Human corneal endothelial cell expression of Na+,K+-adenosine triphosphatase isoforms.

Objective To determine the expression of α subunits and different isozymes of Na + , K + – adenosine triphosphatase (ATPase) in human corneal endothelial cells (HCECs). Methods Immunoblot and RNA analysis of Na + , K + -ATPase α subunit expression were performed in preparations from HCECs that had been immortalized by transformation with simian virus 40. Na + , K + -ATPase activity was determined by constructing dose-response curves for the ouabain inhibition of Na + , K + -ATPase activity in human corneal endothelial cells.
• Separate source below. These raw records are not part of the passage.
//! Stage Strike entry point
//!
//! Natively this is a headless runner: it drives the simulation at a fixed
//! 60 Hz with a simple autopilot, records the run on a JSON leaderboard and
//! prints the table. The browser build starts from `stage_strike::web`.

#[cfg(not(target_arch = "wasm32"))]
mod headless {
    use std::path::{Path, PathBuf};

    use clap::Parser;
    use glam::Vec2;

    use stage_strike::consts::SIM_DT;
    use stage_strike::highscores::{SaveOutcome, SortState};
    use stage_strike::platform::input::{InputAdapter, Key};
    use stage_strike::platform::storage::{JsonFileStore, LeaderboardStore};
    use stage_strike::session::Session;
    use stage_strike::sim::{GameEvent, World};
    use stage_strike::{Leaderboard, Tuning, platform};

    /// Play one autopiloted run of Stage Strike and record it.
    #[derive(Debug, Parser)]
    #[command(author, version, about, long_about = None)]
    pub struct Options {
        /// Run seed; a random one is picked when omitted.
        #[arg(long)]
        pub seed: Option<u64>,

        /// Balance overrides as a JSON file.
        #[arg(long, value_name = "PATH")]
        pub tuning: Option<PathBuf>,

        /// Leaderboard file.
        #[arg(long, value_name = "PATH", default_value = "stage-strike-scores.json")]
        pub scores: PathBuf,

        /// Name recorded on the leaderboard; blank skips the save.
        #[arg(long, default_value = "autopilot")]
        pub name: String,

        /// Stop after this many ticks if the run is still going.
        #[arg(
            long,
            default_value_t = 60 * 60 * 5,
            value_parser = clap::value_parser!(u64).range(1..)
        )]
        pub max_ticks: u64,

        /// Play-area width.
        #[arg(long, value_name = "UNITS", default_value_t = 800.0, value_parser = positive_extent)]
        pub width: f32,

        /// Play-area height.
        #[arg(long, value_name = "UNITS", default_value_t = 600.0, value_parser = positive_extent)]
        pub height: f32,
    }

    fn positive_extent(value: &str) -> Result<f32, String> {
        let extent: f32 = value.parse().map_err(|err| format!("{err}"))?;
        if extent.is_finite() && extent > 0.0 {
            Ok(extent)
        } else {
            Err(format!("{value} is not a positive size"))
        }
    }

    /// Plays by holding arrow keys and tapping fire keys through the same
    /// adapter a keyboard host would use
    pub struct Autopilot {
        tapped: Option<Key>,
        cooldown: u32,
    }

    impl Autopilot {
        /// Ticks between shots
        const FIRE_INTERVAL: u32 = 10;
        /// Enemies closer than this are dodged
        const DANGER_RADIUS: f32 = 140.0;
        /// Half-width of the lane a shot can hit
        const AIM_BAND: f32 = 30.0;

        pub fn new() -> Self {
            Self {
                tapped: None,
                cooldown: 0,
            }
        }

        /// Press and release keys for the coming tick
        pub fn drive(&mut self, input: &mut InputAdapter, world: &World) {
            self.aim(input, world);
            Self::steer(input, world);
        }

        fn steer(input: &mut InputAdapter, world: &World) {
            let ship = world.player.rect().center();

            let threat = world
                .enemies
                .iter()
                .map(|e| e.rect().center())
                .filter(|c| c.distance(ship) < Self::DANGER_RADIUS)
                .min_by(|a, b| a.distance(ship).total_cmp(&b.distance(ship)));

            let goal = match (threat, world.power_up.as_ref()) {
                (Some(enemy), _) => ship + (ship - enemy),
                (None, Some(power_up)) => power_up.rect().center(),
                (None, None) => Vec2::new(world.width / 2.0, world.height * 0.75),
            };
            let delta = goal - ship;

            let mut hold = |key: Key, on: bool| {
                if on {
                    input.key_down(key);
                } else {
                    input.key_up(key);
                }
            };
            hold(Key::ArrowLeft, delta.x < -4.0);
            hold(Key::ArrowRight, delta.x > 4.0);
            hold(Key::ArrowUp, delta.y < -4.0);
            hold(Key::ArrowDown, delta.y > 4.0);
        }

        fn aim(&mut self, input: &mut InputAdapter, world: &World) {
            if let Some(key) = self.tapped.take() {
                input.key_up(key);
            }
            if self.cooldown > 0 {
                self.cooldown -= 1;
                return;
            }

            let ship = world.player.rect().center();
            let target = world.enemies.iter().map(|e| e.rect().center()).find_map(|c| {
                let d = c - ship;
                if d.x.abs() < Self::AIM_BAND {
                    Some(if d.y < 0.0 { Key::W } else { Key::S })
                } else if d.y.abs() < Self::AIM_BAND {
                    Some(if d.x < 0.0 { Key::A } else { Key::D })
                } else {
                    None
                }
            });

            if let Some(key) = target {
                input.key_down(key);
                self.tapped = Some(key);
                self.cooldown = Self::FIRE_INTERVAL;
            }
        }
    }

    /// Counters gathered from the event stream
    #[derive(Debug, Default, Clone, Copy, PartialEq, Eq)]
    pub struct RunLog {
        pub shots: u64,
        pub hits: u64,
        pub stage_ups: u32,
    }

    /// Autopilot the session until game over or `max_ticks`
    pub fn play<S: LeaderboardStore>(session: &mut Session<S>, max_ticks: u64) -> RunLog {
        let mut pilot = Autopilot::new();
        let mut counters = RunLog::default();

        while session.world.time_ticks < max_ticks {
            pilot.drive(&mut session.input, &session.world);
            let result = session.frame(SIM_DT);
            for event in &result.events {
                match event {
                    GameEvent::BulletFired { .. } => counters.shots += 1,
                    GameEvent::PlayerHit { lives_left, .. } => {
                        counters.hits += 1;
                        log::debug!("Hit! {lives_left} lives left");
                    }
                    GameEvent::StageUp { .. } => counters.stage_ups += 1,
                    _ => {}
                }
            }
            if result.terminal {
                break;
            }
        }

        if !session.world.is_game_over() {
            log::info!("Tick limit reached after {:.0}s", session.world.elapsed);
        }
        counters
    }

    fn load_tuning(path: Option<&Path>) -> Tuning {
        match path {
            Some(path) => Tuning::load(path).unwrap_or_else(|err| {
                log::warn!(
                    "Could not load tuning from {}: {err}, using defaults",
                    path.display()
                );
                Tuning::default()
            }),
            None => Tuning::default(),
        }
    }

    fn print_leaderboard(board: &Leaderboard) {
        if board.is_empty() {
            println!("No scores yet. Be the first to play!");
            return;
        }

        println!(
            "\n{:>4}  {:<16} {:>8} {:>6} {:>6}",
            "Rank", "Name", "Score", "Stage", "Kills"
        );
        for row in board.rows(SortState::default()) {
            println!(
                "{:>4}  {:<16} {:>8} {:>6} {:>6}{}",
                row.rank,
                row.entry.name,
                row.entry.score,
                row.entry.stage,
                row.entry.enemies_killed,
                if row.is_top { "  *" } else { "" }
            );
        }
    }

    pub fn run() {
        platform::init_logging();
        let opts = Options::parse();

        let seed = opts.seed.unwrap_or_else(platform::entropy_seed);
        let tuning = load_tuning(opts.tuning.as_deref());
        log::info!("Stage Strike (headless) starting, seed {seed}");

        let world = World::with_tuning(opts.width, opts.height, seed, tuning);
        let mut session = Session::new(world, JsonFileStore::new(&opts.scores));
        let counters = play(&mut session, opts.max_ticks);

        let summary = session.finish(&opts.name);
        println!(
            "Score {}  Stage {}  Enemies killed {}  Shots {}  Hits taken {}",
            summary.stats.score,
            summary.stats.stage,
            summary.stats.enemies_killed,
            counters.shots,
            counters.hits
        );
        match summary.save {
            SaveOutcome::Saved { rank: Some(rank) } => println!("New leaderboard rank: #{rank}"),
            SaveOutcome::Saved { rank: None } => println!("Not in the top scores this time"),
            SaveOutcome::Skipped => {}
            SaveOutcome::Failed(err) => println!("Score not saved: {err}"),
        }
        print_leaderboard(&session.leaderboard());
    }

}

#[cfg(not(target_arch = "wasm32"))]
fn main() {
    headless::run();
}

#[cfg(target_arch = "wasm32")]
fn main() {}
Results Both messenger RNA analysis and immunoblot studies indicated that HCECs express ATPase catalytic α1 and α3, but not α2 and α4, subunits. A limited amount of α3 subunit was expressed in HCECs compared with the α1 subunit. Biochemical analyses of Na + , K + -ATPase activity revealed 2 independently active Na + , K + -ATPase isoenzymes, a low-affinity site with a kinetic parameter for ouabain inhibition constant (K i ) in the micromolar range and a high-affinity site with a constant K i in the nanomolar range. These 2 sites may be associated with α1 and α3 isoforms, respectively, expressed in HCECs. Conclusions Human corneal endothelial cells express α1 and α3 isoforms of Na + , K + -ATPase, and both polypeptides are catalytically competent in these cells. Defining the components of Na + , K + -ATPase in HCECs is an important step toward elucidating the mechanisms that regulate corneal endothelial ionic pump function as well as the pathogenesis of corneal diseases associated with corneal edema.